◆ Action item ◆
Show the lines below where "call" occurs.

[[ Provided information open ]]

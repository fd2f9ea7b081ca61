//! Client session configuration.

use crate::error::{ClientError, ClientResult, ErrorContext};
use crate::token::TokenSource;
use secrecy::SecretString;
use std::time::Duration;

/// Default per-call timeout.
pub const DEFAULT_TIMEOUT: Duration = Duration::from_secs(30);
/// Timeout for bulk uploads and large searches.
pub const BULK_TIMEOUT: Duration = Duration::from_secs(60);
/// Timeout for archive loads.
pub const ARCHIVE_TIMEOUT: Duration = Duration::from_secs(240);
/// Default page size for paged queries.
pub const DEFAULT_PAGE_SIZE: u32 = 100;

const ENV_PLATFORM_URL: &str = "OPEN_METADATA_PLATFORM_URL";
const ENV_SERVER_NAME: &str = "OPEN_METADATA_SERVER_NAME";
const ENV_USER_ID: &str = "OPEN_METADATA_USER_ID";
const ENV_USER_PWD: &str = "OPEN_METADATA_USER_PWD";
const ENV_API_KEY: &str = "OPEN_METADATA_API_KEY";
const ENV_VERIFY_TLS: &str = "OPEN_METADATA_VERIFY_TLS";
const ENV_PAGE_SIZE: &str = "OPEN_METADATA_PAGE_SIZE";

/// Everything needed to open a [`ClientSession`](crate::ClientSession).
///
/// Immutable once handed to `open`; two sessions never share settings.
#[derive(Debug, Clone)]
pub struct ClientConfig {
    /// Platform root URL, e.g. `https://localhost:9443`
    pub platform_url: String,
    /// Server the session addresses
    pub server_name: String,
    /// User the session acts for
    pub user_id: String,
    /// Password used to obtain platform-issued tokens
    pub user_pwd: Option<SecretString>,
    /// Bearer token supplied up front
    pub token: Option<SecretString>,
    /// Recorded source of `token`
    pub token_source: TokenSource,
    /// Sent as `X-Api-Key` when present
    pub api_key: Option<SecretString>,
    /// Default page size for paged queries
    pub page_size: u32,
    /// Verify the platform's TLS certificate
    pub verify_tls: bool,
    /// Default per-call timeout
    pub timeout: Duration,
    /// Timeout of the connectivity probe run by `open`
    pub probe_timeout: Duration,
    /// Transport connect timeout
    pub connect_timeout: Duration,
    /// Log request and response bodies at debug level
    pub log_payloads: bool,
}

impl ClientConfig {
    /// Create a new configuration.
    #[must_use]
    pub fn new(
        platform_url: impl Into<String>,
        server_name: impl Into<String>,
        user_id: impl Into<String>,
    ) -> Self {
        Self {
            platform_url: platform_url.into(),
            server_name: server_name.into(),
            user_id: user_id.into(),
            user_pwd: None,
            token: None,
            token_source: TokenSource::ExternallySupplied,
            api_key: None,
            page_size: DEFAULT_PAGE_SIZE,
            verify_tls: true,
            timeout: DEFAULT_TIMEOUT,
            probe_timeout: DEFAULT_TIMEOUT,
            connect_timeout: Duration::from_secs(10),
            log_payloads: false,
        }
    }

    /// Read the configuration from `OPEN_METADATA_*` environment variables.
    ///
    /// # Errors
    ///
    /// Returns `InvalidParameter` when the platform URL or server name is
    /// unset, or a numeric/boolean variable does not parse.
    pub fn from_env() -> ClientResult<Self> {
        Self::from_lookup(|key| std::env::var(key).ok())
    }

    /// Build a configuration from any key lookup, using the
    /// `OPEN_METADATA_*` variable names as keys.
    ///
    /// # Errors
    ///
    /// See [`ClientConfig::from_env`].
    pub fn from_lookup<F>(lookup: F) -> ClientResult<Self>
    where
        F: Fn(&str) -> Option<String>,
    {
        let context = ErrorContext::new("from_env", "");
        let required = |key: &str| {
            lookup(key).filter(|v| !v.trim().is_empty()).ok_or_else(|| {
                ClientError::invalid_parameter(
                    format!("{key} is not set"),
                    context.clone().with_info("variable", key),
                )
            })
        };

        let mut config = Self::new(
            required(ENV_PLATFORM_URL)?,
            required(ENV_SERVER_NAME)?,
            lookup(ENV_USER_ID).unwrap_or_default(),
        );
        config.user_pwd = lookup(ENV_USER_PWD).map(SecretString::from);
        config.api_key = lookup(ENV_API_KEY).map(SecretString::from);

        if let Some(raw) = lookup(ENV_VERIFY_TLS) {
            config.verify_tls = parse_flag(&raw).ok_or_else(|| {
                ClientError::invalid_parameter(
                    format!("{ENV_VERIFY_TLS}='{raw}' is not a boolean"),
                    context.clone().with_info("variable", ENV_VERIFY_TLS),
                )
            })?;
        }
        if let Some(raw) = lookup(ENV_PAGE_SIZE) {
            config.page_size = raw.trim().parse().map_err(|_| {
                ClientError::invalid_parameter(
                    format!("{ENV_PAGE_SIZE}='{raw}' is not a page size"),
                    context.clone().with_info("variable", ENV_PAGE_SIZE),
                )
            })?;
        }
        Ok(config)
    }

    /// Set the password used for platform-issued tokens.
    #[must_use]
    pub fn with_password(mut self, password: impl Into<String>) -> Self {
        self.user_pwd = Some(SecretString::from(password.into()));
        self
    }

    /// Install a bearer token at open, recording where it came from.
    #[must_use]
    pub fn with_token(mut self, token: impl Into<String>, source: TokenSource) -> Self {
        self.token = Some(SecretString::from(token.into()));
        self.token_source = source;
        self
    }

    /// Set the API key header.
    #[must_use]
    pub fn with_api_key(mut self, api_key: impl Into<String>) -> Self {
        self.api_key = Some(SecretString::from(api_key.into()));
        self
    }

    /// Set the default page size.
    #[must_use]
    pub const fn with_page_size(mut self, page_size: u32) -> Self {
        self.page_size = page_size;
        self
    }

    /// Enable or disable TLS verification.
    #[must_use]
    pub const fn with_verify_tls(mut self, verify_tls: bool) -> Self {
        self.verify_tls = verify_tls;
        self
    }

    /// Set the default per-call timeout.
    #[must_use]
    pub const fn with_timeout(mut self, timeout: Duration) -> Self {
        self.timeout = timeout;
        self
    }

    /// Set the connectivity probe timeout.
    #[must_use]
    pub const fn with_probe_timeout(mut self, timeout: Duration) -> Self {
        self.probe_timeout = timeout;
        self
    }

    /// Set the transport connect timeout.
    #[must_use]
    pub const fn with_connect_timeout(mut self, timeout: Duration) -> Self {
        self.connect_timeout = timeout;
        self
    }

    /// Log request and response bodies at debug level.
    #[must_use]
    pub const fn with_payload_logging(mut self, enabled: bool) -> Self {
        self.log_payloads = enabled;
        self
    }
}

fn parse_flag(raw: &str) -> Option<bool> {
    match raw.trim().to_ascii_lowercase().as_str() {
        "1" | "true" | "yes" | "on" => Some(true),
        "0" | "false" | "no" | "off" => Some(false),
        _ => None,
    }
}

#[cfg(test)]
mod tests {
    use super::*;
    use crate::error::ErrorKind;
    use secrecy::ExposeSecret;
    use std::collections::HashMap;

    fn lookup(pairs: &[(&str, &str)]) -> impl Fn(&str) -> Option<String> {
        let map: HashMap<String, String> = pairs
            .iter()
            .map(|(k, v)| ((*k).to_string(), (*v).to_string()))
            .collect();
        move |key| map.get(key).cloned()
    }

    #[test]
    fn test_default_config() {
        let config = ClientConfig::new("https://localhost:9443", "qs-view-server", "erinoverview");
        assert_eq!(config.page_size, DEFAULT_PAGE_SIZE);
        assert_eq!(config.timeout, Duration::from_secs(30));
        assert!(config.verify_tls);
        assert!(config.token.is_none());
        assert_eq!(config.token_source, TokenSource::ExternallySupplied);
    }

    #[test]
    fn test_builder() {
        let config = ClientConfig::new("https://localhost:9443", "qs-view-server", "erinoverview")
            .with_password("secret")
            .with_token("abc", TokenSource::PlatformIssued)
            .with_verify_tls(false)
            .with_timeout(BULK_TIMEOUT)
            .with_page_size(25);

        assert_eq!(config.user_pwd.as_ref().map(|p| p.expose_secret()), Some("secret"));
        assert_eq!(config.token_source, TokenSource::PlatformIssued);
        assert!(!config.verify_tls);
        assert_eq!(config.timeout, Duration::from_secs(60));
        assert_eq!(config.page_size, 25);
    }

    #[test]
    fn test_debug_redacts_secrets() {
        let config = ClientConfig::new("https://localhost:9443", "qs-view-server", "erinoverview")
            .with_password("hunter2-password")
            .with_api_key("api-key-value");
        let debug = format!("{config:?}");
        assert!(!debug.contains("hunter2-password"));
        assert!(!debug.contains("api-key-value"));
        assert!(debug.contains("erinoverview"));
    }

    #[test]
    fn test_from_lookup() {
        let config = ClientConfig::from_lookup(lookup(&[
            (ENV_PLATFORM_URL, "https://platform:9443"),
            (ENV_SERVER_NAME, "view-server"),
            (ENV_USER_ID, "peterprofile"),
            (ENV_VERIFY_TLS, "false"),
            (ENV_PAGE_SIZE, "50"),
        ]))
        .unwrap();

        assert_eq!(config.platform_url, "https://platform:9443");
        assert_eq!(config.server_name, "view-server");
        assert_eq!(config.user_id, "peterprofile");
        assert!(!config.verify_tls);
        assert_eq!(config.page_size, 50);
    }

    #[test]
    fn test_from_lookup_missing_or_malformed() {
        let err = ClientConfig::from_lookup(lookup(&[(ENV_SERVER_NAME, "view-server")])).unwrap_err();
        assert_eq!(err.kind(), ErrorKind::InvalidParameter);
        assert_eq!(
            err.context().additional_info.get("variable").map(String::as_str),
            Some(ENV_PLATFORM_URL)
        );

        let err = ClientConfig::from_lookup(lookup(&[
            (ENV_PLATFORM_URL, "https://platform:9443"),
            (ENV_SERVER_NAME, "view-server"),
            (ENV_VERIFY_TLS, "maybe"),
        ]))
        .unwrap_err();
        assert_eq!(err.kind(), ErrorKind::InvalidParameter);
    }
}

[[ Provided information closed ]]

◆ Result of the exercise ◆
/// Default per-call timeout.
    /// Default per-call timeout
    /// Set the default per-call timeout.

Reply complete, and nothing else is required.